Domenica delle Palme (Anno C).

DOMENICA DELLE PALME   Lectio Anno c     Prima lettura: Isaia 50,4-7          Il Signore Dio mi ha dato una lingua da discepolo, perché io sappia indirizzare una parola allo sfiduciato.
Ogni mattina fa attento il mio orecchio perché io ascolti come i discepoli.
Il Signore Dio mi ha aperto l’orecchio e io non ho opposto resistenza, non mi sono tirato indietro.
Ho presentato il mio dorso ai flagellatori, le mie guance a coloro che mi strappavano la barba; non ho sottratto la faccia agli insulti e agli sputi.
Il Signore Dio mi assiste, per questo non resto svergognato, per questo rendo la mia faccia dura come pietra, sapendo di non restare confuso.
    v  Un anticipo di mistero pasquale risuona nella prima lettura che propone la figura del servo di Dio.
Al di là delle difficoltà interpretative, si incontra un uomo totalmente disponibile al piano divino, anche se deve passare nei meandri del dolore.
È la prefigurazione di una vicenda che capovolge la storia.
Infatti, la certezza della fedeltà a Dio nonostante tante prove e difficoltà è ampiamente cantata in questo brano di Isaia.
     Gli studiosi lo classificano come il terzo carme del Servo di Dio.
Chi sia questo personaggio rimane misterioso ed enigmatico.
Qualcuno lo ha identificato con il profeta stesso.
Ma la sua personalità e la sua azione superano di gran lunga la contingenza storica, elevandosi a simbolo di una realtà che troverà solo in Gesù il suo pieno compimento.
 Il Nuovo Testamento sarà esplicito nel riconoscere in Gesù il servo sofferente (cf.
At 8,35; Lc 18,31).
     Il brano ripropone in miniatura il mistero pasquale, qui considerato come sofferenza (morte) in un contesto di dolce intimità con Dio (vita).
Il Signore abilita il suo servo al compito profetico, comunicandogli la sua parola.
Questa viene accolta con disponibilità e ritrasmessa integra e fedele da parte del servo.
Purtroppo i destinatari si mostrano non solo indifferenti, ma perfino ostili al profeta che tiranneggiano e denigrano.
Sarebbe comprensibile uno stato di prostrazione e di abbattimento del profeta davanti all’insuccesso della sua missione.
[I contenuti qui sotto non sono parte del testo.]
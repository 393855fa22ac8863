//! Date converters
//!
//! `date()` accepts machine formats (RFC 3339, RFC 2822, ISO dates with or
//! without time) and the human-readable forms browsers print, such as
//! `July 21, 2025` or `Mon Jul 21 2025 10:00:00 GMT+0000`. Values without an
//! offset are taken as UTC. Unparseable text yields `None`, never an error.

use chrono::{DateTime, NaiveDate, NaiveDateTime, NaiveTime, TimeZone, Utc};
use chrono_english::Dialect;
use regex::Regex;

use super::Converter;
use crate::error::{ConversionError, ExtractError};
use crate::method::Method;

const NAIVE_DATETIME_FORMATS: &[&str] = &[
    "%Y-%m-%dT%H:%M:%S%.f",
    "%Y-%m-%d %H:%M:%S%.f",
    "%Y-%m-%dT%H:%M",
    "%Y-%m-%d %H:%M",
    "%B %d, %Y %H:%M:%S",
    "%B %d, %Y %H:%M",
];

// %B also accepts abbreviated month names
const NAIVE_DATE_FORMATS: &[&str] = &["%Y-%m-%d", "%Y/%m/%d", "%B %d, %Y", "%B %d %Y", "%d %B %Y"];

/// `Date.prototype.toString` shapes, after the `(Zone Name)` suffix is cut
const JS_OFFSET_FORMAT: &str = "%a %b %d %Y %H:%M:%S GMT%z";
const JS_GMT_FORMAT: &str = "%a %b %d %Y %H:%M:%S GMT";
const JS_DATE_FORMAT: &str = "%a %b %d %Y";

/// Template placeholders understood by [`template_date`]
const TEMPLATE_TOKENS: &str = "YYYY|MM|DD|hh|mm|ss";

/// Best-effort parse of a timestamp; `None` stands in for an invalid date
pub fn parse_date(input: &str) -> Option<DateTime<Utc>> {
    let input = input.trim();
    if input.is_empty() {
        return None;
    }

    if let Ok(dt) = DateTime::parse_from_rfc3339(input) {
        return Some(dt.with_timezone(&Utc));
    }
    if let Ok(dt) = DateTime::parse_from_rfc2822(input) {
        return Some(dt.with_timezone(&Utc));
    }
    if let Some(dt) = parse_js_date_string(input) {
        return Some(dt);
    }

    for format in NAIVE_DATETIME_FORMATS {
        if let Ok(naive) = NaiveDateTime::parse_from_str(input, format) {
            return Some(Utc.from_utc_datetime(&naive));
        }
    }

    let date_only = NAIVE_DATE_FORMATS
        .iter()
        .find_map(|format| NaiveDate::parse_from_str(input, format).ok())
        .map(|date| Utc.from_utc_datetime(&date.and_time(NaiveTime::MIN)));
    if date_only.is_some() {
        return date_only;
    }

    // everything else: slash dates, 12-hour clocks, unix timestamps
    dateparser::parse_with(input, &Utc, NaiveTime::MIN).ok()
}

fn parse_js_date_string(input: &str) -> Option<DateTime<Utc>> {
    let input = match input.find(" (") {
        Some(idx) if input.ends_with(')') => &input[..idx],
        _ => input,
    };

    if let Ok(dt) = DateTime::parse_from_str(input, JS_OFFSET_FORMAT) {
        return Some(dt.with_timezone(&Utc));
    }
    if let Ok(naive) = NaiveDateTime::parse_from_str(input, JS_GMT_FORMAT) {
        return Some(Utc.from_utc_datetime(&naive));
    }
    NaiveDate::parse_from_str(input, JS_DATE_FORMAT)
        .ok()
        .map(|date| Utc.from_utc_datetime(&date.and_time(NaiveTime::MIN)))
}

/// Lenient date: `None` for empty or unrecognised text
pub fn date() -> Converter<Option<DateTime<Utc>>> {
    Converter::new(|input: &str| Ok(parse_date(input)), Method::Text)
}

/// Natural-language date such as `tomorrow`, `next friday` or `3 days ago`,
/// resolved against `reference` (now when `None`).
///
/// Text the parser cannot place yields `None`.
pub fn natural_date(reference: Option<DateTime<Utc>>) -> Converter<Option<DateTime<Utc>>> {
    Converter::new(
        move |input: &str| {
            if input.is_empty() {
                return Ok(None);
            }
            let now = reference.unwrap_or_else(Utc::now);
            match chrono_english::parse_date_string(input, now, Dialect::Us) {
                Ok(dt) => Ok(Some(dt)),
                Err(e) => {
                    tracing::debug!(input, error = ?e, "natural date not recognised");
                    Ok(None)
                }
            }
        },
        Method::Text,
    )
}

/// Strict strftime-style parse, e.g. `"%H:%M:%S %d/%m/%Y"`.
///
/// Formats carrying `%z` keep their offset; date-only formats resolve to midnight UTC.
pub fn formatted_date(format: impl Into<String>) -> Converter<DateTime<Utc>> {
    let format = format.into();
    Converter::new(
        move |input: &str| {
            if let Ok(dt) = DateTime::parse_from_str(input, &format) {
                return Ok(dt.with_timezone(&Utc));
            }
            if let Ok(naive) = NaiveDateTime::parse_from_str(input, &format) {
                return Ok(Utc.from_utc_datetime(&naive));
            }
            NaiveDate::parse_from_str(input, &format)
                .ok()
                .map(|date| Utc.from_utc_datetime(&date.and_time(NaiveTime::MIN)))
                .ok_or_else(|| ConversionError::TemplateMismatch {
                    input: input.to_string(),
                    template: format.clone(),
                })
        },
        Method::Text,
    )
}

/// Placeholder template such as `"DD/MM/YYYY hh:mm"`.
///
/// Each of `YYYY MM DD hh mm ss` matches a digit run; everything else must
/// match literally and the whole input must be consumed. Missing parts
/// default to 1970-01-01 00:00:00 UTC.
pub fn template_date(template: &str) -> Result<Converter<DateTime<Utc>>, ExtractError> {
    let tokens_re = Regex::new(TEMPLATE_TOKENS)?;

    let mut pattern = String::from("^");
    let mut tokens = Vec::new();
    let mut last = 0;
    for token in tokens_re.find_iter(template) {
        pattern.push_str(&regex::escape(&template[last..token.start()]));
        pattern.push_str(r"(\d+)");
        tokens.push(token.as_str().to_string());
        last = token.end();
    }
    pattern.push_str(&regex::escape(&template[last..]));
    pattern.push('$');

    let matcher = Regex::new(&pattern)?;
    let template = template.to_string();

    Ok(Converter::new(
        move |input: &str| {
            let mismatch = || ConversionError::TemplateMismatch {
                input: input.to_string(),
                template: template.clone(),
            };
            let invalid = || ConversionError::InvalidDate {
                input: input.to_string(),
            };

            let captures = matcher.captures(input).ok_or_else(mismatch)?;

            let mut parts = DateParts::default();
            for (i, token) in tokens.iter().enumerate() {
                let raw = captures.get(i + 1).map(|m| m.as_str()).unwrap_or_default();
                let value: u32 = raw.parse().map_err(|_| invalid())?;
                parts.set(token, value);
            }

            parts.to_datetime().ok_or_else(invalid)
        },
        Method::Text,
    ))
}

struct DateParts {
    year: u32,
    month: u32,
    day: u32,
    hour: u32,
    minute: u32,
    second: u32,
}

impl Default for DateParts {
    fn default() -> Self {
        Self {
            year: 1970,
            month: 1,
            day: 1,
            hour: 0,
            minute: 0,
            second: 0,
        }
    }
}

impl DateParts {
    fn set(&mut self, token: &str, value: u32) {
        match token {
            "YYYY" => self.year = value,
            "MM" => self.month = value,
            "DD" => self.day = value,
            "hh" => self.hour = value,
            "mm" => self.minute = value,
            "ss" => self.second = value,
            _ => {}
        }
    }

    fn to_datetime(&self) -> Option<DateTime<Utc>> {
        let year = i32::try_from(self.year).ok()?;
        let naive = NaiveDate::from_ymd_opt(year, self.month, self.day)?
            .and_hms_opt(self.hour, self.minute, self.second)?;
        Some(Utc.from_utc_datetime(&naive))
    }
}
Eppure non cede alla tentazione dello scoraggiamento e tanto meno dell’abbandono, fondandosi su una granitica certezza: “Il Signore Dio mi assiste, per questo non resto svergognato”.
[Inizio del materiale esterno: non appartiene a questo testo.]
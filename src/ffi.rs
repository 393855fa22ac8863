//! FFI interface for C/C++ hosts
//!
//! Requests and results cross the boundary as JSON strings. Every entry point
//! returns an [`FfiOutcome`]; exactly one of its pointers is non-null and the
//! host hands it back to [`free_ffi_outcome`] when done.

use std::ffi::{c_char, CStr, CString};
use std::ptr;

use serde::Serialize;

use crate::batch::{extract_fields, ExtractionRequest};
use crate::registry::converter_for;

/// Either a JSON payload or an error message, both owned by this library
#[repr(C)]
pub struct FfiOutcome {
    /// Serialized value (null-terminated), or null on error
    pub json: *mut c_char,
    /// Error message (null-terminated), or null on success
    pub error: *mut c_char,
}

impl FfiOutcome {
    fn json<T: Serialize>(value: &T) -> Self {
        let encoded = serde_json::to_string(value)
            .map_err(|e| format!("Failed to serialize result: {e}"))
            .and_then(|json| {
                CString::new(json).map_err(|_| "Result JSON contains null bytes".to_string())
            });

        match encoded {
            Ok(json) => Self {
                json: json.into_raw(),
                error: ptr::null_mut(),
            },
            Err(msg) => Self::error(&msg),
        }
    }

    fn error(msg: &str) -> Self {
        // interior NULs would truncate the message on the C side
        let msg = CString::new(msg.replace('\0', "")).unwrap_or_default();
        Self {
            json: ptr::null_mut(),
            error: msg.into_raw(),
        }
    }
}

/// Extract typed fields from HTML according to a JSON `ExtractionRequest`.
///
/// Per-field failures are reported inside the result JSON; `error` is
/// only set when the inputs themselves are unusable.
///
/// # Safety
/// - `html_ptr` must point to valid memory of at least `html_len` bytes
/// - `request_json` must be a valid null-terminated C string
/// - Caller must free the outcome via `free_ffi_outcome`
#[no_mangle]
pub unsafe extern "C" fn extract_fields_from_html(
    html_ptr: *const c_char,
    html_len: usize,
    request_json: *const c_char,
) -> FfiOutcome {
    let html = match read_html(html_ptr, html_len) {
        Ok(html) => html,
        Err(msg) => return FfiOutcome::error(msg),
    };

    let request_str = match read_c_str(request_json) {
        Ok(s) => s,
        Err(msg) => return FfiOutcome::error(msg),
    };

    let request: ExtractionRequest = match serde_json::from_str(request_str) {
        Ok(r) => r,
        Err(e) => return FfiOutcome::error(&format!("Failed to parse request JSON: {e}")),
    };

    FfiOutcome::json(&extract_fields(html, &request))
}

/// Convert a single raw string with a named converter (e.g. `"int?"`).
///
/// # Safety
/// - `type_name` and `input` must be valid null-terminated C strings
/// - Caller must free the outcome via `free_ffi_outcome`
#[no_mangle]
pub unsafe extern "C" fn convert_value(
    type_name: *const c_char,
    input: *const c_char,
) -> FfiOutcome {
    let (type_name, input) = match (read_c_str(type_name), read_c_str(input)) {
        (Ok(type_name), Ok(input)) => (type_name, input),
        (Err(msg), _) | (_, Err(msg)) => return FfiOutcome::error(msg),
    };

    let converted = converter_for(type_name)
        .and_then(|converter| converter.convert(input.trim()).map_err(Into::into));

    match converted {
        Ok(value) => FfiOutcome::json(&value),
        Err(e) => FfiOutcome::error(&e.to_string()),
    }
}

/// Release both strings of an outcome
///
/// # Safety
/// - `outcome` must come from a function in this module
/// - Must only be called once per outcome
#[no_mangle]
pub unsafe extern "C" fn free_ffi_outcome(outcome: FfiOutcome) {
    release(outcome.json);
    release(outcome.error);
}

unsafe fn release(ptr: *mut c_char) {
    if !ptr.is_null() {
        drop(CString::from_raw(ptr));
    }
}

unsafe fn read_html<'a>(html_ptr: *const c_char, html_len: usize) -> Result<&'a str, &'static str> {
    if html_ptr.is_null() || html_len == 0 {
        return Ok("");
    }
    let slice = std::slice::from_raw_parts(html_ptr as *const u8, html_len);
    std::str::from_utf8(slice).map_err(|_| "Invalid UTF-8 in HTML content")
}

unsafe fn read_c_str<'a>(ptr: *const c_char) -> Result<&'a str, &'static str> {
    if ptr.is_null() {
        return Err("Argument is null");
    }
    CStr::from_ptr(ptr)
        .to_str()
        .map_err(|_| "Invalid UTF-8 in argument")
}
È una parte sicura, equiparabile ad una risurrezione.
     Il brano, molto stringato e abbastanza sibillino, si scioglie in una luminosa comprensione se riferito a Cristo e al suo mistero pasquale.
  Seconda: Filippesi 2,6-11          Cristo Gesù, pur essendo nella condizione di Dio, non ritenne un privilegio l’essere come Dio, ma svuotò se stesso assumendo una condizione di servo, diventando simile agli uomini.
Dall’aspetto riconosciuto come uomo, umiliò se stesso facendosi obbediente fino alla morte e a una morte di croce.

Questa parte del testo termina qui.